Even though they've known each other for two years, they don't _know_ know each other.  They don’t hang out in the same social circles at school, even though they are both friends with Niall and Liam.  Harry keeps busy with the dramatic and visual arts groups and Louis is involved in a lot of academic clubs and sports teams.  

To be perfectly honest, Louis spent two years wondering if he would ever get the courage to say more than, “Hey how’s it going?” in the halls and Harry spent the same amount of time wondering why he avoided any and all physical intimacy with his girlfriend.  

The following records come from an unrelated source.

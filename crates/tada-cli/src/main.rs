//! tada CLI
//!
//! Command-line interface for tada - local todo list management.

use std::path::PathBuf;

use anyhow::Result;
use clap::{Parser, Subcommand};

use tada_core::{Config, TodoStore};

mod commands;
mod confirm;
mod output;
mod tui;

use output::{Output, OutputFormat};

#[derive(Parser)]
#[command(name = "tada")]
#[command(about = "tada - local todo list management")]
#[command(version)]
#[command(propagate_version = true)]
struct Cli {
    /// Output as JSON
    #[arg(long, global = true)]
    json: bool,

    /// Quiet mode - minimal output
    #[arg(short, long, global = true)]
    quiet: bool,

    /// Use a specific config file
    #[arg(long, global = true)]
    config: Option<PathBuf>,

    #[command(subcommand)]
    command: Option<Commands>,
}

#[derive(Subcommand)]
enum Commands {
    /// Start the TUI interface
    Tui,
    /// Add a new todo item
    Add {
        /// Todo text (words are joined with spaces)
        #[arg(required = true)]
        text: Vec<String>,
    },
    /// List all todo items, newest first
    #[command(alias = "ls")]
    List,
    /// Toggle completion of a todo item
    #[command(alias = "toggle")]
    Done {
        /// Todo ID (full id or prefix)
        id: String,
    },
    /// Delete a todo item
    #[command(alias = "rm")]
    Delete {
        /// Todo ID (full id or prefix)
        id: String,
    },
    /// Show todo counts (total, active, completed)
    Stats,
    /// Render the list as an HTML page
    Export {
        /// Write to a file instead of stdout
        #[arg(short, long)]
        out: Option<PathBuf>,
    },
    /// Show or set configuration
    Config {
        #[command(subcommand)]
        command: Option<ConfigCommands>,
    },
}

#[derive(Subcommand, Clone)]
enum ConfigCommands {
    /// Show current configuration
    Show,
    /// Set a configuration value
    Set {
        /// Configuration key (data_dir, log_file)
        key: String,
        /// Configuration value
        value: String,
    },
}

fn main() -> Result<()> {
    let cli = Cli::parse();
    let output = Output::new(OutputFormat::from_flags(cli.json, cli.quiet));

    // Config commands don't need the store
    if let Some(Commands::Config { command }) = &cli.command {
        return handle_config_command(command.clone(), cli.config.as_ref(), &output);
    }

    let config = Config::load_with_cli_override(cli.config.as_ref())?;

    // TUI is the default when no command is given
    if matches!(&cli.command, Some(Commands::Tui) | None) {
        return tui::run(config);
    }

    let mut store = TodoStore::open_with_config(config)?;

    match cli.command.unwrap() {
        Commands::Tui => unreachable!(),           // Handled above
        Commands::Config { .. } => unreachable!(), // Handled above
        Commands::Add { text } => commands::todo::add(&mut store, &text.join(" "), &output),
        Commands::List => commands::todo::list(&store, &output),
        Commands::Done { id } => commands::todo::toggle(&mut store, &id, &output),
        Commands::Delete { id } => commands::todo::delete(&mut store, &id, &output),
        Commands::Stats => commands::stats::show(&store, &output),
        Commands::Export { out } => commands::export::run(&store, out, &output),
    }
}

fn handle_config_command(
    command: Option<ConfigCommands>,
    config_path: Option<&PathBuf>,
    output: &Output,
) -> Result<()> {
    match command {
        Some(ConfigCommands::Show) | None => commands::config::show(config_path, output),
        Some(ConfigCommands::Set { key, value }) => {
            commands::config::set(key, value, config_path, output)
        }
    }
}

And if Harry’s being perfectly honest, he thought Abbie was cute in a “hey, you look nice” way, rather than a “you’re hot, wanna bang?” kind of way that most of the other guys at school probably thought.  Couple that with him being the new kid at school, he figured she could help him make friends since he started halfway through the school year, and was nervous he wouldn’t fit in.  

He managed to convince Abbie that he was saving ALL OF HIMSELF for marriage and that his strict (non-existent) religious upbringing didn’t allow for romantic relationships.  The over the top pièce de résistance was telling her that if his parents ever found out about them he would be sent away to an all-male boarding school.

Even after warning Abbie of this caveat she was fine to have the ever affable and cherubic Harry as her ‘school-only boyfriend’ and the most physical they got was a hug goodbye after class, that was lucky to have lasted a nanosecond in length.  At best.

What Harry was also discovering was that his feelings for girls stayed at the platonic level, while his feelings for boys catapulted into romantically driven fantasies by day and sexually driven wet dreams by night.  

And if anyone ever asks him if either of the aforementioned dreams involved Louis he would spontaneously combust.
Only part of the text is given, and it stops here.